Let’s visualize the result above using histograms. Each of the following histograms will plot the most 20 common n-gram words and its corresponding frequency.

library(ggplot2)
histogram <- function(x, n) {
    g <- ggplot(x[1:20,], aes(x = reorder(word, -frequency), y = frequency))
    g <- g + geom_histogram(stat = "identity", fill = "midnightblue",
                            color = "white")
    g <- g + theme(axis.text.x = element_text(angle = 90))
    title <- paste("20 Most Common ", n, "-Gram Words", sep = "")
    xlab <- paste(n, "-Gram Word", sep = "")
    ylab <- "Frequency"
    g + labs(title = title, x = xlab, y = ylab)
}

# 1-gram
histogram(freq1, 1)

# 2-gram
histogram(freq2, 2)

# 3-gram
histogram(freq3, 3)

Prediction Algorithm

To emphasize, the actual aim of the whole project is to accurately predict the next word given that some number of previous words are provided.

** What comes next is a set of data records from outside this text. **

// Purpose: Kick rendering and the parameter model the front-end edits
// The renderer is the core; params and message sit beside it for callers

pub mod kick;
pub mod message;
pub mod params;

pub use kick::{KickSynth, OscillatorParams, RenderedSignal};
pub use message::ParamChange;
pub use params::{KickParams, Param, ParamRange};
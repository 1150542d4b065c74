//! Transport bar widget - shows BPM, loop state, render length and audio stats

use ratatui::{
    layout::Rect,
    style::{Color, Style},
    text::{Line, Span},
    widgets::{Block, Borders, Paragraph},
    Frame,
};

use super::View;

/// Audio statistics for display
pub struct AudioStats {
    pub peak: f32,
    pub rms: f32,
}

impl AudioStats {
    /// Compute audio stats from a buffer
    pub fn from_buffer(buffer: &[f32]) -> Self {
        if buffer.is_empty() {
            return Self { peak: 0.0, rms: 0.0 };
        }
        let peak = buffer.iter().fold(0.0f32, |acc, &x| acc.max(x.abs()));
        let rms = (buffer.iter().map(|&x| x * x).sum::<f32>() / buffer.len() as f32).sqrt();
        Self { peak, rms }
    }
}

/// Render the transport bar
pub fn render_transport(frame: &mut Frame, area: Rect, view: &View) {
    let block = Block::default().title(" kick ").borders(Borders::ALL);

    let (loop_symbol, loop_str) = if view.looping {
        ("▶", "Looping")
    } else {
        ("■", "Stopped")
    };

    let sample_rate_khz = view.signal.sample_rate as f64 / 1000.0;

    let line = Line::from(vec![
        Span::styled(
            format!(" BPM: {:.1}  ", view.params.bpm),
            Style::default().fg(Color::Cyan),
        ),
        Span::styled(
            format!("{} {}  ", loop_symbol, loop_str),
            Style::default().fg(if view.looping {
                Color::Green
            } else {
                Color::Yellow
            }),
        ),
        Span::styled(
            format!("{:.2}s / {} samples  ", view.signal.duration(), view.signal.len()),
            Style::default().fg(Color::White),
        ),
        Span::styled(
            format!("{:.1}kHz  ", sample_rate_khz),
            Style::default().fg(Color::DarkGray),
        ),
        Span::styled(
            format!("Peak: {:.2}  RMS: {:.2}", view.stats.peak, view.stats.rms),
            Style::default().fg(Color::Magenta),
        ),
    ]);

    let paragraph = Paragraph::new(line).block(block);
    frame.render_widget(paragraph, area);
}
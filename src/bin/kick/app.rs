//! Interactive kick editor
//!
//! Every parameter change renders the kick again, so the charts always show
//! exactly what `p` plays and `e` exports.

use color_eyre::eyre::Result as EyreResult;
use crossterm::event::{self, Event, KeyCode, KeyEventKind};
use kick_synth::{
    dsp::EnvelopeBuilder,
    engine::{Scheduler, SchedulerHandle},
    io::export_kick,
    synth::{Param, ParamChange},
    KickParams, RenderedSignal, SAMPLE_RATE,
};
use ratatui::{DefaultTerminal, Frame};
use std::{
    path::PathBuf,
    sync::{Arc, Mutex},
    time::Duration,
};
use tracing::{info, warn};

use crate::audio::SharedPlayer;
use crate::ui::{self, spectrum::SpectrumAnalyzer, transport::AudioStats};

/// FFT size for the spectrum view (zero-padded when the kick is shorter)
const FFT_SIZE: usize = 4096;
/// Highest frequency shown in the spectrum
const SPECTRUM_MAX_HZ: f32 = 2_000.0;

pub struct App {
    /// Shared with the loop thread so it always plays the latest kick
    params: Arc<Mutex<KickParams>>,
    signal: RenderedSignal,
    stats: AudioStats,
    spectrum: SpectrumAnalyzer,
    player: SharedPlayer,
    looping: Option<SchedulerHandle>,
    selected: usize,
    /// Typed value for the selected parameter, applied on Enter
    entry: String,
    export_path: PathBuf,
    status: String,
    should_quit: bool,
}

impl App {
    pub fn new(params: KickParams, player: SharedPlayer, export_path: PathBuf) -> Self {
        let signal = params.synth().generate();
        let mut app = Self {
            params: Arc::new(Mutex::new(params)),
            stats: AudioStats::from_buffer(&signal.amplitude),
            signal,
            spectrum: SpectrumAnalyzer::new(FFT_SIZE, SAMPLE_RATE as f32, SPECTRUM_MAX_HZ),
            player,
            looping: None,
            selected: 0,
            entry: String::new(),
            export_path,
            status: String::from("ready"),
            should_quit: false,
        };
        app.spectrum.update(&app.signal.amplitude);
        app
    }

    pub fn run(&mut self, terminal: &mut DefaultTerminal) -> EyreResult<()> {
        while !self.should_quit {
            terminal.draw(|frame| self.render(frame))?;

            // ~60fps so the playhead moves smoothly
            if event::poll(Duration::from_millis(16))? {
                if let Event::Key(key) = event::read()? {
                    if key.kind == KeyEventKind::Press {
                        self.handle_key(key.code);
                    }
                }
            }
        }

        self.stop_loop();
        Ok(())
    }

    fn snapshot(&self) -> KickParams {
        match self.params.lock() {
            Ok(params) => *params,
            Err(poisoned) => *poisoned.into_inner(),
        }
    }

    fn selected_param(&self) -> Param {
        Param::ALL[self.selected]
    }

    fn handle_key(&mut self, key: KeyCode) {
        match key {
            KeyCode::Char('q') | KeyCode::Char('Q') => self.should_quit = true,
            KeyCode::Esc if self.entry.is_empty() => self.should_quit = true,
            KeyCode::Esc => self.entry.clear(),

            KeyCode::Up => {
                self.selected = (self.selected + Param::ALL.len() - 1) % Param::ALL.len();
                self.entry.clear();
            }
            KeyCode::Down => {
                self.selected = (self.selected + 1) % Param::ALL.len();
                self.entry.clear();
            }
            KeyCode::Left => {
                let param = self.selected_param();
                self.update(|params| param.nudge(params, -1));
            }
            KeyCode::Right => {
                let param = self.selected_param();
                self.update(|params| param.nudge(params, 1));
            }

            KeyCode::Char(c) if c.is_ascii_digit() || c == '.' || c == '-' => self.entry.push(c),
            KeyCode::Backspace => {
                self.entry.pop();
            }
            KeyCode::Enter => self.apply_entry(),

            KeyCode::Char('w') => self.update(|p| p.oscillator.waveform = p.oscillator.waveform.next()),
            KeyCode::Char('c') => self.update(|p| p.envelope.decay_curve = p.envelope.decay_curve.toggle()),
            KeyCode::Char('r') => self.update(|p| p.randomize(&mut rand::thread_rng())),
            KeyCode::Char('p') => self.preview(),
            KeyCode::Char('l') => self.toggle_loop(),
            KeyCode::Char('e') => self.export(),
            _ => {}
        }
    }

    /// Change the parameters, then render again.
    fn update(&mut self, change: impl FnOnce(&mut KickParams)) {
        let (before, after) = {
            let mut params = match self.params.lock() {
                Ok(params) => params,
                Err(poisoned) => poisoned.into_inner(),
            };
            let before = *params;
            change(&mut *params);
            (before, *params)
        };

        if before == after {
            return;
        }
        self.rerender(&after);

        // The loop thread reads the tempo only when it starts
        if before.bpm != after.bpm && self.looping.is_some() {
            self.stop_loop();
            self.start_loop();
        }
    }

    fn apply_entry(&mut self) {
        let text = std::mem::take(&mut self.entry);
        if text.is_empty() {
            return;
        }
        // Malformed input is logged by the parser and otherwise ignored
        if let Some(change) = ParamChange::parse(self.selected_param(), &text) {
            self.update(|params| params.apply(change));
        }
    }

    fn rerender(&mut self, params: &KickParams) {
        self.signal = params.synth().generate();
        self.stats = AudioStats::from_buffer(&self.signal.amplitude);
        self.spectrum.update(&self.signal.amplitude);
    }

    fn preview(&mut self) {
        match self.player.lock() {
            Ok(mut player) => {
                player.play(&self.signal);
                self.status = String::from("playing");
            }
            Err(_) => warn!("player lock poisoned, preview skipped"),
        }
    }

    fn toggle_loop(&mut self) {
        if self.looping.is_some() {
            self.stop_loop();
            self.status = String::from("loop stopped");
        } else {
            self.start_loop();
        }
    }

    fn start_loop(&mut self) {
        let bpm = self.snapshot().bpm;
        let params = self.params.clone();
        let player = self.player.clone();

        // Re-render on every beat so edits are heard on the next kick
        self.looping = Scheduler::start_bpm(bpm, move || {
            let Ok(params) = params.lock().map(|p| *p) else {
                return;
            };
            let signal = params.synth().generate();
            if let Ok(mut player) = player.lock() {
                player.play(&signal);
            }
        });

        self.status = match self.looping {
            Some(_) => format!("looping at {bpm:.1} BPM"),
            None => format!("cannot loop at {bpm} BPM"),
        };
    }

    fn stop_loop(&mut self) {
        if let Some(handle) = self.looping.take() {
            handle.join();
        }
    }

    fn export(&mut self) {
        self.status = match export_kick(&self.export_path, &self.signal) {
            Ok(()) => {
                info!(path = %self.export_path.display(), "exported from editor");
                format!("exported {}", self.export_path.display())
            }
            Err(err) => {
                warn!(%err, "export failed");
                format!("export failed: {err}")
            }
        };
    }

    fn render(&self, frame: &mut Frame) {
        let progress = self
            .player
            .lock()
            .map(|player| player.progress())
            .unwrap_or(0.0);
        let params = self.snapshot();

        // Stage under the playhead while a preview is sounding
        let stage = (progress > 0.0 && progress < 1.0)
            .then(|| {
                let index = (progress * self.signal.len() as f64) as usize;
                EnvelopeBuilder::new(params.envelope, self.signal.sample_rate)
                    .stage_lengths(self.signal.len())
                    .stage_at(index)
            })
            .flatten();

        let view = ui::View {
            params: &params,
            selected: self.selected,
            entry: &self.entry,
            signal: &self.signal,
            stats: &self.stats,
            spectrum: self.spectrum.data(),
            looping: self.looping.is_some(),
            progress,
            stage,
            status: &self.status,
        };
        ui::render(frame, &view);
    }
}
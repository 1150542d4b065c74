//! TUI layout for the kick editor
//!
//! ```text
//!   ┌ kick ─────────────── transport ──────────────────────────┐
//!   ├ Parameters ──┬ Kick ─────────────────────────────────────┤
//!   │              │  amplitude + envelope over the full render │
//!   │              │                                            │
//!   ├ Shape ───────┼ Spectrum ──────────────────────────────────┤
//!   └──────────────┴────────────────────────────────────────────┘
//!    help / status
//! ```

mod params;
pub mod spectrum;
pub mod transport;
mod waveform;

use kick_synth::{dsp::Stage, KickParams, RenderedSignal};
use ratatui::{
    layout::{Constraint, Direction, Layout},
    style::{Color, Style},
    text::{Line, Span},
    widgets::Paragraph,
    Frame,
};

use params::render_params;
use spectrum::render_spectrum;
use transport::{render_transport, AudioStats};
use waveform::{render_kick, render_shape};

/// Everything one frame draws, borrowed from the app
pub struct View<'a> {
    pub params: &'a KickParams,
    pub selected: usize,
    pub entry: &'a str,
    pub signal: &'a RenderedSignal,
    pub stats: &'a AudioStats,
    pub spectrum: &'a [(f64, f64)],
    pub looping: bool,
    /// Playhead of the last preview, 0-1
    pub progress: f64,
    pub stage: Option<Stage>,
    pub status: &'a str,
}

pub fn render(frame: &mut Frame, view: &View) {
    let rows = Layout::default()
        .direction(Direction::Vertical)
        .constraints([
            Constraint::Length(3),      // Transport bar
            Constraint::Percentage(55), // Parameters + kick chart
            Constraint::Min(8),         // Shape + spectrum
            Constraint::Length(1),      // Help bar
        ])
        .split(frame.area());

    render_transport(frame, rows[0], view);

    let top = Layout::default()
        .direction(Direction::Horizontal)
        .constraints([Constraint::Length(32), Constraint::Min(20)])
        .split(rows[1]);
    render_params(frame, top[0], view.params, view.selected, view.entry);
    render_kick(frame, top[1], view.signal, view.progress, view.stage);

    let bottom = Layout::default()
        .direction(Direction::Horizontal)
        .constraints([Constraint::Length(32), Constraint::Min(20)])
        .split(rows[2]);
    render_shape(frame, bottom[0], view.params.oscillator.waveform);
    render_spectrum(frame, bottom[1], view.spectrum);

    let help = Line::from(vec![
        Span::styled(
            " [↑↓] Select [←→] Adjust [0-9 Enter] Type [W]ave [C]urve [P]lay [L]oop [R]andom [E]xport [Q]uit  ",
            Style::default().fg(Color::DarkGray),
        ),
        Span::styled(view.status, Style::default().fg(Color::Yellow)),
    ]);
    frame.render_widget(Paragraph::new(help), rows[3]);
}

The prediction algorithm will be similar to what was done in the exploratory analysis: use n-gram tokenization to predict the next words based on its frequency of occurrence. Then the algorithm will be deployed in the shiny apps for the users to actually type in their sentences and get their forecasted words out.

However, it is noticeable that the bigger the value of n in the n-gram tokenization, the frequency of the most common words fall dramatically. As for the 3-gram words, the most common is only above 60, going beyond 3-gram may be a wasteful of resources and time.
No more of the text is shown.